Sunday, December 17, 2006


This morning, after I had finished my writing stint, it came to me how magical it is to create a whole new character. The character I was creating had been mentioned earlier in the novel, but this was the first time she had appeared. The character I set down (or that any writer sets down, for that matter) doesn’t have the complexity of a real person. That would take an unimaginable number of words. I had delight creating her, picturing her sitting on the living room floor, a little jump of my heart. The contentment of writing; nothing like it. I thought back over the characters I had created in the last ten years, not one of whom will be known by anyone but me.

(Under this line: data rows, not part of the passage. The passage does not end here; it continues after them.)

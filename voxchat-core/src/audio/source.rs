//! Device boundary: the trait a capture backend implements, and the sink it
//! pushes samples into.

use std::sync::{
    atomic::{AtomicUsize, Ordering},
    Arc,
};

use crate::{
    audio::{CaptureConfig, SampleRate},
    buffering::{Observer, Producer, SampleProducer},
    error::Result,
};

/// A capture backend able to open an input device.
///
/// `open` is always called on the session's capture thread, and the returned
/// stream is dropped on that same thread, so implementations may hand out
/// `!Send` handles (cpal streams are `!Send` on Windows and macOS).
pub trait InputSource: Send + Sync + 'static {
    /// Open the device and start delivering mono f32 blocks into `sink`.
    ///
    /// # Errors
    /// `VoxchatError::DeviceUnavailable` when no device exists, permission is
    /// denied, or the device cannot run at `config.sample_rate`.
    fn open(&self, config: &CaptureConfig, sink: SampleSink) -> Result<Box<dyn InputStream>>;
}

/// A running input stream. Dropping it stops delivery and releases the
/// device; no callback is running once `drop` returns.
pub trait InputStream {
    /// Rate the device is actually delivering at.
    fn sample_rate(&self) -> SampleRate;

    /// Human-readable device name, for logs.
    fn device_name(&self) -> &str;
}

/// Counters shared between the device callback and the collector thread.
#[derive(Debug, Default)]
pub struct CaptureDiagnostics {
    pub samples_in: AtomicUsize,
    pub samples_dropped: AtomicUsize,
    pub chunks_collected: AtomicUsize,
}

impl CaptureDiagnostics {
    pub fn snapshot(&self) -> DiagnosticsSnapshot {
        DiagnosticsSnapshot {
            samples_in: self.samples_in.load(Ordering::Relaxed),
            samples_dropped: self.samples_dropped.load(Ordering::Relaxed),
            chunks_collected: self.chunks_collected.load(Ordering::Relaxed),
        }
    }
}

#[derive(Debug, Clone, Copy, PartialEq, Eq)]
pub struct DiagnosticsSnapshot {
    pub samples_in: usize,
    pub samples_dropped: usize,
    pub chunks_collected: usize,
}

/// Producer-side handle given to an [`InputSource`].
///
/// [`SampleSink::push`] is wait-free and allocation-free, so it is safe to call
/// from a real-time audio callback.
pub struct SampleSink {
    producer: SampleProducer,
    diagnostics: Arc<CaptureDiagnostics>,
}

impl SampleSink {
    pub fn new(producer: SampleProducer, diagnostics: Arc<CaptureDiagnostics>) -> Self {
        Self {
            producer,
            diagnostics,
        }
    }

    /// Append one block of mono samples in arrival order.
    ///
    /// A block is accepted whole or not at all: when the ring cannot hold all
    /// of it, the entire block is counted in `samples_dropped` (reported by the
    /// collector) and nothing is written. Returns the number of samples
    /// accepted, either `block.len()` or 0.
    pub fn push(&mut self, block: &[f32]) -> usize {
        if self.producer.vacant_len() < block.len() {
            self.diagnostics
                .samples_dropped
                .fetch_add(block.len(), Ordering::Relaxed);
            return 0;
        }
        let written = self.producer.push_slice(block);
        self.diagnostics
            .samples_in
            .fetch_add(written, Ordering::Relaxed);
        written
    }
}

impl std::fmt::Debug for SampleSink {
    fn fmt(&self, f: &mut std::fmt::Formatter<'_>) -> std::fmt::Result {
        f.debug_struct("SampleSink").finish_non_exhaustive()
    }
}
//! # voxchat-core
//!
//! Microphone capture and WAV encoding for the voxchat client.
//!
//! ## Architecture
//!
//! ```text
//! Microphone → InputSource callback → SampleSink (SPSC ring)
//!                                          │
//!                              collector thread (ChunkAssembler)
//!                                          │
//!                                 ChunkBuffer of SampleChunks
//!                                          │  stop()
//!                                      Recording
//!                                          │  encode()
//!                                 EncodedAudio (audio/wav)
//! ```
//!
//! The device callback never locks and never allocates after its first block.
//! Chunking, level metering and encoding all happen off the audio thread.

#![forbid(unsafe_code)]
#![warn(clippy::all)]

pub mod audio;
pub mod buffering;
pub mod error;
pub mod events;
pub mod session;
pub mod wav;

// Convenience re-exports for downstream crates
pub use audio::{CaptureConfig, CpalSource, InputSource, InputStream, SampleRate, SampleSink};
pub use buffering::{ChunkBuffer, SampleChunk};
pub use error::VoxchatError;
pub use events::{AudioActivityEvent, SessionStatus, SessionStatusEvent};
pub use session::{CaptureSession, Recording};
pub use wav::{encode, EncodedAudio};
//! Events broadcast by a [`CaptureSession`](crate::session::CaptureSession).
//!
//! Hosts subscribe to these to drive a record button and a level meter; the
//! session itself never depends on who is listening.

use serde::{Deserialize, Serialize};

/// Lifecycle state of a capture session.
#[derive(Debug, Clone, Copy, PartialEq, Eq, Serialize, Deserialize)]
#[serde(rename_all = "lowercase")]
pub enum SessionStatus {
    /// No device held; `start()` is legal.
    Idle,
    /// Device open and samples flowing into the chunk buffer.
    Recording,
}

/// Emitted whenever the session changes state.
#[derive(Debug, Clone, Serialize, Deserialize)]
#[serde(rename_all = "camelCase")]
pub struct SessionStatusEvent {
    pub status: SessionStatus,
    /// Optional human-readable detail (device name, error message).
    pub detail: Option<String>,
}

/// Emitted once per collected chunk while recording.
#[derive(Debug, Clone, Serialize, Deserialize)]
#[serde(rename_all = "camelCase")]
pub struct AudioActivityEvent {
    /// Index of the chunk within the current recording.
    pub chunk_index: u64,
    /// Root-mean-square level of the chunk in [0.0, 1.0].
    pub rms: f32,
    /// Seconds of audio collected so far.
    pub elapsed_secs: f64,
}
//! Persistent application settings (JSON file in the app data directory).

use std::fs;
use std::path::{Path, PathBuf};
use std::time::Duration;

use serde::{Deserialize, Serialize};
use tracing::warn;

use crate::client::ClientConfig;

pub const DEFAULT_API_URL: &str = "http://localhost:8000";

#[derive(Debug, Clone, PartialEq, Serialize, Deserialize)]
#[serde(rename_all = "camelCase")]
#[serde(default)]
pub struct AppSettings {
    pub api_base_url: String,
    pub auth_token: Option<String>,
    pub preferred_input_device: Option<String>,
    pub request_timeout_secs: u64,
    pub max_messages: usize,
}

impl Default for AppSettings {
    fn default() -> Self {
        Self {
            api_base_url: DEFAULT_API_URL.into(),
            auth_token: None,
            preferred_input_device: None,
            request_timeout_secs: 60,
            max_messages: 200,
        }
    }
}

impl AppSettings {
    pub fn normalize(&mut self) {
        self.api_base_url = normalize_api_url(&self.api_base_url);
        self.auth_token = trimmed_non_empty(self.auth_token.as_deref());
        self.preferred_input_device = trimmed_non_empty(self.preferred_input_device.as_deref());
        self.request_timeout_secs = self.request_timeout_secs.clamp(5, 600);
        self.max_messages = self.max_messages.clamp(2, 10_000);
    }

    /// Environment variables win over the file.
    pub fn apply_env_overrides(&mut self) {
        if let Ok(url) = std::env::var("VOXCHAT_API_URL") {
            self.api_base_url = url;
        }
        if let Ok(token) = std::env::var("VOXCHAT_AUTH_TOKEN") {
            self.auth_token = Some(token);
        }
        if let Ok(device) = std::env::var("VOXCHAT_INPUT_DEVICE") {
            self.preferred_input_device = Some(device);
        }
        self.normalize();
    }

    /// `None` or a blank name selects the system default device.
    pub fn set_preferred_input_device(&mut self, device: Option<String>) {
        self.preferred_input_device = trimmed_non_empty(device.as_deref());
    }

    pub fn client_config(&self) -> ClientConfig {
        ClientConfig {
            base_url: self.api_base_url.clone(),
            auth_token: self.auth_token.clone(),
            timeout: Duration::from_secs(self.request_timeout_secs),
        }
    }
}

pub fn normalize_api_url(raw: &str) -> String {
    let trimmed = raw.trim().trim_end_matches('/');
    if trimmed.is_empty() {
        return DEFAULT_API_URL.into();
    }
    if trimmed.starts_with("http://") || trimmed.starts_with("https://") {
        trimmed.into()
    } else {
        format!("http://{trimmed}")
    }
}

fn trimmed_non_empty(raw: Option<&str>) -> Option<String> {
    raw.map(str::trim)
        .filter(|v| !v.is_empty())
        .map(str::to_string)
}

pub fn default_settings_path() -> PathBuf {
    #[cfg(target_os = "windows")]
    {
        std::env::var_os("APPDATA")
            .map(PathBuf::from)
            .unwrap_or_else(|| PathBuf::from("."))
            .join("voxchat")
            .join("settings.json")
    }
    #[cfg(not(target_os = "windows"))]
    {
        std::env::var_os("XDG_DATA_HOME")
            .map(PathBuf::from)
            .unwrap_or_else(|| {
                std::env::var_os("HOME")
                    .map(PathBuf::from)
                    .unwrap_or_else(|| PathBuf::from("/tmp"))
                    .join(".local")
                    .join("share")
            })
            .join("voxchat")
            .join("settings.json")
    }
}

/// Load settings, falling back to defaults for a missing or unreadable file.
pub fn load_settings(path: &Path) -> AppSettings {
    let mut settings = match fs::read_to_string(path) {
        Ok(raw) => serde_json::from_str::<AppSettings>(&raw).unwrap_or_else(|e| {
            warn!(path = %path.display(), "ignoring malformed settings file: {e}");
            AppSettings::default()
        }),
        Err(_) => AppSettings::default(),
    };
    settings.normalize();
    settings
}

pub fn save_settings(path: &Path, settings: &AppSettings) -> std::io::Result<()> {
    if let Some(parent) = path.parent() {
        fs::create_dir_all(parent)?;
    }
    let json = serde_json::to_string_pretty(settings).map_err(std::io::Error::other)?;
    fs::write(path, json)
}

Someone said, I can’t remember who, that a novel is only half-done when the writer finishes it; it needs a reader to complete it. Is that true? Reading it aloud to my two writing groups is probably not as good as it would be to have someone with manuscript in hand, seated in a comfortable chair, with a good reading lamp, deeply immersed in it: the union of teller and told, as the quotation in my blog description has it. I should make more of an effort to publish, I know that, but it is such an awful process, whereas the process of creating a world and the people in it is so satisfying that it makes me serene the rest of the day.

1 comment:

Peter said...

I believe that it is true, but as writing isn't a performance art, it's hard for writers to be in touch with the other half of the equation.